Ему стало нехорошо. Второй раз за этот день. Сдавило сердце, плохо набирался воздух, руки похолодели и слегка дрожали, обильно выступил пот, несмотря на вовсю работающий обогреватель, стало пронзительно холодно. «Черт, да что сегодня со мной, а? Ведь мне же еще работать! Надо успокоиться, сейчас же».
Платон пристегнулся, передвинул кулису коробки передач и мягко тронулся с места. Перенервничав, он, если была такая возможность, прибегал к старому проверенному способу приведения себя в норму: садился за руль и медленно катался без цели и заданного маршрута. Рокот мотора, езда, одиночество срабатывали верно и безотказно: Платон успокаивался, мысли переставали играть в чехарду. Он ехал вперед, оставляя весь негатив позади. Через полчаса, максимум минут сорок, он мог качественно и профессионально работать.
Платон не спеша, километров тридцать в час, не более, ехал по улице Декабристов. Очень скоро, как почти всегда бывало в подобных случаях, биение крови нормализовалось, а мысли перестали разбегаться в разные стороны. «Бабушка, милая моя бабушка. Как радовалась бы ты сейчас и моей новой роли, и самому фильму, и этой газете, которую я нашел… А загадке, которую я получил и с которой, убей меня бог, ты как-то связана, ты совсем не обрадовалась бы, а вовсе даже наоборот».
Платон перевалил через мост, поехал по Большому проспекту. Он уже знал, куда направляется. На пересечении с Семнадцатой линией он свернул, немного попетлял хорошо знакомыми проездами и остановился, не доезжая до последней парадной длинного пятиэтажного корпуса. Дом был убогий, особенно по сегодняшним меркам, но это был его, Платона, родной дом. Он в нем родился и жил первые, наверное самые счастливые, годы своей жизни. Вот в этой вот последней парадной. А бабушка прожила в этом доме почти всю жизнь. И блокаду. Всю.
Платон приоткрыл окно и закурил папиросу. («Которую уже! Не забыть сказать реквизитору, а то почти ничего не осталось».) Он курил, смотрел на парадную, и здесь, в этом дворе, позволил себе вновь вспомнить о том самом, что долгие годы волновало и озадачивало его…
Впервые он услышал это лет в десять.

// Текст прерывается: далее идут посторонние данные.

//! Application configuration management.

use serde::Deserialize;

/// Application configuration.
#[derive(Debug, Clone, Deserialize)]
pub struct AppConfig {
    /// Server configuration.
    #[serde(default)]
    pub server: ServerConfig,
    /// Database configuration.
    pub database: DatabaseConfig,
    /// JWT configuration.
    pub jwt: JwtSettings,
    /// Token workflow tuning.
    #[serde(default)]
    pub workflow: WorkflowConfig,
}

/// Server configuration.
#[derive(Debug, Clone, Deserialize)]
pub struct ServerConfig {
    /// Host to bind to.
    #[serde(default = "default_host")]
    pub host: String,
    /// Port to listen on.
    #[serde(default = "default_port")]
    pub port: u16,
}

impl Default for ServerConfig {
    fn default() -> Self {
        Self {
            host: default_host(),
            port: default_port(),
        }
    }
}

fn default_host() -> String {
    "0.0.0.0".to_string()
}

fn default_port() -> u16 {
    8080
}

/// Database configuration.
#[derive(Debug, Clone, Deserialize)]
pub struct DatabaseConfig {
    /// Database connection URL.
    pub url: String,
    /// Maximum number of connections in the pool.
    #[serde(default = "default_max_connections")]
    pub max_connections: u32,
    /// Minimum number of connections in the pool.
    #[serde(default = "default_min_connections")]
    pub min_connections: u32,
}

fn default_max_connections() -> u32 {
    10
}

fn default_min_connections() -> u32 {
    1
}

/// JWT settings as read from configuration sources.
#[derive(Debug, Clone, Deserialize)]
pub struct JwtSettings {
    /// Secret key for verifying and signing tokens.
    pub secret: String,
    /// Lifetime in seconds of tokens issued with `JwtService::generate_access_token`.
    #[serde(default = "default_access_token_expiry")]
    pub access_token_expiry_secs: u64,
}

fn default_access_token_expiry() -> u64 {
    900 // 15 minutes
}

/// Token workflow configuration.
#[derive(Debug, Clone, Deserialize)]
pub struct WorkflowConfig {
    /// Seconds between two runs of the expiry sweep.
    #[serde(default = "default_sweep_interval")]
    pub expiry_sweep_interval_secs: u64,
    /// How many times a lost compare-and-swap is re-evaluated against fresh state.
    #[serde(default = "default_conflict_retries")]
    pub conflict_retries: u32,
}

impl Default for WorkflowConfig {
    fn default() -> Self {
        Self {
            expiry_sweep_interval_secs: default_sweep_interval(),
            conflict_retries: default_conflict_retries(),
        }
    }
}

fn default_sweep_interval() -> u64 {
    60
}

fn default_conflict_retries() -> u32 {
    1
}

impl AppConfig {
    /// Loads configuration from environment and config files.
    ///
    /// # Errors
    ///
    /// Returns an error if configuration cannot be loaded.
    pub fn load() -> Result<Self, config::ConfigError> {
        let run_mode = std::env::var("RUN_MODE").unwrap_or_else(|_| "development".to_string());

        let config = config::Config::builder()
            .add_source(config::File::with_name("config/default").required(false))
            .add_source(config::File::with_name(&format!("config/{run_mode}")).required(false))
            .add_source(config::Environment::with_prefix("GATEPASS").separator("__"))
            .build()?;

        config.try_deserialize()
    }
}
//! `SeaORM` entity definitions.

pub mod tokens;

Время от времени он приставал к бабушке «рассказать про войну». Она рассказывала. Об обстрелах, бомбежках, о голоде. А однажды вдруг выдала такое… Платон сперва очень удивился, а потом испугался. А бабушка оборвала себя на полуслове и сказала, что все перепутала, думала о другом, и это не про нее, а про другую бабушку, что про это надо забыть и не вспоминать, и вообще ему пора садиться уроки делать. Но он, наоборот, запомнил все слово в слово, все, что говорила она тогда, говорила странно, непонятно и страшно. Позже он раз или два пытался поговорить с ней об этом, но она жестко и грубо, как никогда прежде, отрезала его от этой темы.

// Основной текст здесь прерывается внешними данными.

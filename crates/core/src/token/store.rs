//! Token persistence seam and the in-memory implementation.

use async_trait::async_trait;
use chrono::{DateTime, Utc};
use dashmap::DashMap;
use dashmap::mapref::entry::Entry;
use uuid::Uuid;

use crate::token::error::TokenError;
use crate::token::types::{Token, TokenStatus, TokenType};

/// Storage for tokens.
///
/// Writes after creation go through [`TokenStore::compare_and_swap`], which
/// only commits if the stored status still equals the status the caller
/// read. That is the per-token exclusivity guarantee.
#[async_trait]
pub trait TokenStore: Send + Sync {
    /// Persists a new token.
    async fn insert(&self, token: &Token) -> Result<(), TokenError>;

    /// Loads a token by id.
    async fn find_by_id(&self, id: Uuid) -> Result<Option<Token>, TokenError>;

    /// Loads a token by its opaque code.
    async fn find_by_code(&self, token_code: &str) -> Result<Option<Token>, TokenError>;

    /// Replaces the stored token with `token` if its status is still `expected`.
    ///
    /// Returns `Ok(false)` when another writer committed first.
    ///
    /// # Errors
    ///
    /// Returns `NotFound` if the token does not exist.
    async fn compare_and_swap(&self, expected: TokenStatus, token: &Token)
    -> Result<bool, TokenError>;

    /// Tokens in any of `statuses`, optionally restricted to `types`,
    /// newest first.
    async fn list_by_status(
        &self,
        statuses: &[TokenStatus],
        types: Option<&[TokenType]>,
    ) -> Result<Vec<Token>, TokenError>;

    /// Non-terminal tokens whose validity window ended before `now`.
    async fn list_expirable(&self, now: DateTime<Utc>) -> Result<Vec<Token>, TokenError>;

    /// Next value of the per-year display sequence, starting at 1.
    async fn next_display_sequence(&self, year: i32) -> Result<u64, TokenError>;
}

/// Token store backed by concurrent maps. Used in tests and local runs.
#[derive(Debug, Default)]
pub struct InMemoryTokenStore {
    tokens: DashMap<Uuid, Token>,
    codes: DashMap<String, Uuid>,
    sequences: DashMap<i32, u64>,
}

impl InMemoryTokenStore {
    /// Creates an empty store.
    #[must_use]
    pub fn new() -> Self {
        Self::default()
    }

    /// Number of stored tokens.
    #[must_use]
    pub fn len(&self) -> usize {
        self.tokens.len()
    }

    /// Returns true if no token is stored.
    #[must_use]
    pub fn is_empty(&self) -> bool {
        self.tokens.is_empty()
    }

    fn collect(&self, keep: impl Fn(&Token) -> bool) -> Vec<Token> {
        let mut tokens: Vec<Token> = self
            .tokens
            .iter()
            .filter(|entry| keep(entry.value()))
            .map(|entry| entry.value().clone())
            .collect();
        tokens.sort_by(|a, b| b.created_at.cmp(&a.created_at));
        tokens
    }
}

#[async_trait]
impl TokenStore for InMemoryTokenStore {
    async fn insert(&self, token: &Token) -> Result<(), TokenError> {
        match self.codes.entry(token.token_code.clone()) {
            Entry::Occupied(_) => {
                return Err(TokenError::Storage(format!(
                    "token code {} already exists",
                    token.token_code
                )));
            }
            Entry::Vacant(slot) => {
                slot.insert(token.id);
            }
        }
        self.tokens.insert(token.id, token.clone());
        Ok(())
    }

    async fn find_by_id(&self, id: Uuid) -> Result<Option<Token>, TokenError> {
        Ok(self.tokens.get(&id).map(|t| t.value().clone()))
    }

    async fn find_by_code(&self, token_code: &str) -> Result<Option<Token>, TokenError> {
        let Some(id) = self.codes.get(token_code).map(|id| *id.value()) else {
            return Ok(None);
        };
        self.find_by_id(id).await
    }

    async fn compare_and_swap(
        &self,
        expected: TokenStatus,
        token: &Token,
    ) -> Result<bool, TokenError> {
        let mut stored = self
            .tokens
            .get_mut(&token.id)
            .ok_or_else(|| TokenError::NotFound(token.id.to_string()))?;
        if stored.status != expected {
            return Ok(false);
        }
        *stored = token.clone();
        Ok(true)
    }

    async fn list_by_status(
        &self,
        statuses: &[TokenStatus],
        types: Option<&[TokenType]>,
    ) -> Result<Vec<Token>, TokenError> {
        Ok(self.collect(|t| {
            statuses.contains(&t.status) && types.is_none_or(|types| types.contains(&t.token_type()))
        }))
    }

    async fn list_expirable(&self, now: DateTime<Utc>) -> Result<Vec<Token>, TokenError> {
        Ok(self.collect(|t| TokenStatus::EXPIRABLE.contains(&t.status) && t.valid_until < now))
    }

    async fn next_display_sequence(&self, year: i32) -> Result<u64, TokenError> {
        let mut value = self.sequences.entry(year).or_insert(0);
        *value += 1;
        Ok(*value)
    }
}
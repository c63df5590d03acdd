//! Property-based tests for the policy table.

use proptest::prelude::*;
use rust_decimal::Decimal;

use crate::token::policy::{EXIT_PASS_LEVEL_3_THRESHOLD, PolicyContext, PolicyTable};
use crate::token::types::{ApprovalLevel, ExitPassDetail, ExitPassItem, TokenDetail, TokenType};

fn arb_token_type() -> impl Strategy<Value = TokenType> {
    proptest::sample::select(TokenType::ALL.to_vec())
}

/// Money amounts with two decimals, up to 10,000.00.
fn arb_amount() -> impl Strategy<Value = Decimal> {
    (0i64..=1_000_000).prop_map(|cents| Decimal::new(cents, 2))
}

fn arb_item() -> impl Strategy<Value = ExitPassItem> {
    (1i64..=20, arb_amount()).prop_map(|(quantity, unit_value)| ExitPassItem {
        description: "item".to_string(),
        quantity: Decimal::from(quantity),
        unit_value,
        requires_return: false,
    })
}

proptest! {
    #![proptest_config(ProptestConfig::with_cases(100))]

    /// Level 3 on an exit pass tracks the threshold exactly.
    #[test]
    fn prop_exit_pass_level_3_iff_over_threshold(items in prop::collection::vec(arb_item(), 1..6)) {
        let table = PolicyTable::standard().unwrap();
        let detail = TokenDetail::ExitPass(ExitPassDetail {
            items,
            destination: "Hub".to_string(),
            vehicle_plate: None,
        });
        let total = match &detail {
            TokenDetail::ExitPass(pass) => pass.total_value().unwrap(),
            _ => Decimal::ZERO,
        };

        let resolved = table.resolve_detail(&detail);
        prop_assert_eq!(resolved.requirements.level_3, total > EXIT_PASS_LEVEL_3_THRESHOLD);
        prop_assert!(resolved.requirements.level_1);
        prop_assert!(resolved.requirements.level_2);
    }

    /// Only exit passes look at the item value.
    #[test]
    fn prop_other_types_ignore_value(token_type in arb_token_type(), total in arb_amount()) {
        prop_assume!(token_type != TokenType::ExitPass);
        let table = PolicyTable::standard().unwrap();
        let context = PolicyContext { total_value: total * Decimal::from(100) };

        prop_assert_eq!(
            table.resolve(token_type, &context),
            table.resolve(token_type, &PolicyContext::default())
        );
    }

    /// Every type needs at least one level, and level 1 is always first.
    #[test]
    fn prop_every_type_starts_at_level_1(token_type in arb_token_type(), total in arb_amount()) {
        let table = PolicyTable::standard().unwrap();
        let resolved = table.resolve(token_type, &PolicyContext { total_value: total });

        prop_assert!(!resolved.requirements.is_empty());
        prop_assert_eq!(resolved.requirements.first(), Some(ApprovalLevel::L1));
    }
}
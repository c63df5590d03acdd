//! Token type policy: required approval levels and validation pool per type.
//!
//! The table is static except for one dynamic rule: an exit pass whose total
//! item value exceeds [`EXIT_PASS_LEVEL_3_THRESHOLD`] additionally requires
//! level 3. Requirements are resolved once, when the token is created, and
//! frozen on the token.

use rust_decimal::Decimal;
use std::collections::BTreeMap;

use crate::token::error::PolicyConfigError;
use crate::token::types::{ApprovalRequirements, TokenDetail, TokenType, ValidationPool};

/// Exit passes worth more than this need a level 3 approval.
pub const EXIT_PASS_LEVEL_3_THRESHOLD: Decimal = Decimal::from_parts(20_000, 0, 0, false, 0);

/// Static policy of one token type.
#[derive(Debug, Clone, Copy, PartialEq, Eq)]
pub struct TypePolicy {
    /// Base approval levels.
    pub requirements: ApprovalRequirements,
    /// Pool allowed to validate; `None` for types that are never validated.
    pub pool: Option<ValidationPool>,
}

impl TypePolicy {
    /// Creates a type policy.
    #[must_use]
    pub const fn new(requirements: ApprovalRequirements, pool: Option<ValidationPool>) -> Self {
        Self { requirements, pool }
    }
}

/// Mutable inputs the dynamic rules look at.
#[derive(Debug, Clone, Copy, PartialEq, Eq, Default)]
pub struct PolicyContext {
    /// Sum of `quantity × unit_value` over the exit pass lines.
    pub total_value: Decimal,
}

impl PolicyContext {
    /// Builds the context from a token detail.
    #[must_use]
    pub fn for_detail(detail: &TokenDetail) -> Self {
        let total_value = match detail {
            // An overflowing total is above any threshold.
            TokenDetail::ExitPass(pass) => pass.total_value().unwrap_or(Decimal::MAX),
            _ => Decimal::ZERO,
        };
        Self { total_value }
    }
}

/// Resolved policy of a concrete token.
#[derive(Debug, Clone, Copy, PartialEq, Eq)]
pub struct ResolvedPolicy {
    /// Levels the token needs.
    pub requirements: ApprovalRequirements,
    /// Pool allowed to validate it.
    pub pool: Option<ValidationPool>,
}

/// Complete policy table, one entry per token type.
///
/// Only constructible through [`PolicyTable::from_entries`], which rejects
/// incomplete tables, so lookups are total.
#[derive(Debug, Clone, PartialEq, Eq)]
pub struct PolicyTable {
    policies: [TypePolicy; 8],
    level_3_threshold: Decimal,
}

impl PolicyTable {
    /// The standard table.
    ///
    /// Every token type is mapped; the result is still checked like any other
    /// table so a future edit that drops a type fails at startup.
    pub fn standard() -> Result<Self, PolicyConfigError> {
        let l1 = ApprovalRequirements::new(true, false, false);
        let l1_l2 = ApprovalRequirements::new(true, true, false);
        let all = ApprovalRequirements::new(true, true, true);

        Self::from_entries([
            (
                TokenType::PermitHour,
                TypePolicy::new(l1, Some(ValidationPool::Payroll)),
            ),
            (
                TokenType::PermitDay,
                TypePolicy::new(l1_l2, Some(ValidationPool::Payroll)),
            ),
            (
                TokenType::ExitPass,
                TypePolicy::new(l1_l2, Some(ValidationPool::Security)),
            ),
            (TokenType::UniformDelivery, TypePolicy::new(l1_l2, None)),
            (
                TokenType::Substitution,
                TypePolicy::new(l1_l2, Some(ValidationPool::Payroll)),
            ),
            (
                TokenType::RateChange,
                TypePolicy::new(all, Some(ValidationPool::Payroll)),
            ),
            (
                TokenType::Overtime,
                TypePolicy::new(l1_l2, Some(ValidationPool::Payroll)),
            ),
            (
                TokenType::ShiftChange,
                TypePolicy::new(l1, Some(ValidationPool::Payroll)),
            ),
        ])
    }

    /// Builds a table from explicit entries.
    ///
    /// # Errors
    ///
    /// Returns `PolicyConfigError` if a type is missing, registered twice,
    /// or requires no approval level.
    pub fn from_entries(
        entries: impl IntoIterator<Item = (TokenType, TypePolicy)>,
    ) -> Result<Self, PolicyConfigError> {
        let mut map = BTreeMap::new();
        for (token_type, policy) in entries {
            if policy.requirements.is_empty() {
                return Err(PolicyConfigError::NoApprovalLevels(token_type));
            }
            if map.insert(token_type, policy).is_some() {
                return Err(PolicyConfigError::DuplicateMapping(token_type));
            }
        }

        let mut policies = [TypePolicy::new(ApprovalRequirements::default(), None); 8];
        for token_type in TokenType::ALL {
            let policy = map
                .remove(&token_type)
                .ok_or(PolicyConfigError::MissingMapping(token_type))?;
            if let Some(slot) = policies.get_mut(token_type.index()) {
                *slot = policy;
            }
        }

        Ok(Self {
            policies,
            level_3_threshold: EXIT_PASS_LEVEL_3_THRESHOLD,
        })
    }

    /// Static policy of a type.
    #[must_use]
    pub fn type_policy(&self, token_type: TokenType) -> TypePolicy {
        self.policies[token_type.index()]
    }

    /// Resolves the policy of a concrete token.
    #[must_use]
    pub fn resolve(&self, token_type: TokenType, context: &PolicyContext) -> ResolvedPolicy {
        let base = self.type_policy(token_type);
        let mut requirements = base.requirements;
        if token_type == TokenType::ExitPass && context.total_value > self.level_3_threshold {
            requirements.level_3 = true;
        }
        ResolvedPolicy {
            requirements,
            pool: base.pool,
        }
    }

    /// Resolves the policy for a detail, deriving type and context from it.
    #[must_use]
    pub fn resolve_detail(&self, detail: &TokenDetail) -> ResolvedPolicy {
        self.resolve(detail.token_type(), &PolicyContext::for_detail(detail))
    }

    /// Validation pool of a type.
    #[must_use]
    pub fn pool(&self, token_type: TokenType) -> Option<ValidationPool> {
        self.type_policy(token_type).pool
    }

    /// Exit pass value above which level 3 is required.
    #[must_use]
    pub const fn level_3_threshold(&self) -> Decimal {
        self.level_3_threshold
    }
}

Платон же продолжал часто вспоминать и думать об этом, а категорический отказ бабушки только усугублял его интерес. Повзрослев, он задал вопрос матери, она сначала ушла от ответа, а потом сказала, что бабушка, пережив блокаду, не совсем здорова, иногда бывает не в себе, и строго-настрого запретила ему выяснять что-либо, а если бабушка еще раз сама заговорит об этом, молча выслушать и в голову не брать – бабушка старая и больная. Больше они об этом не говорили.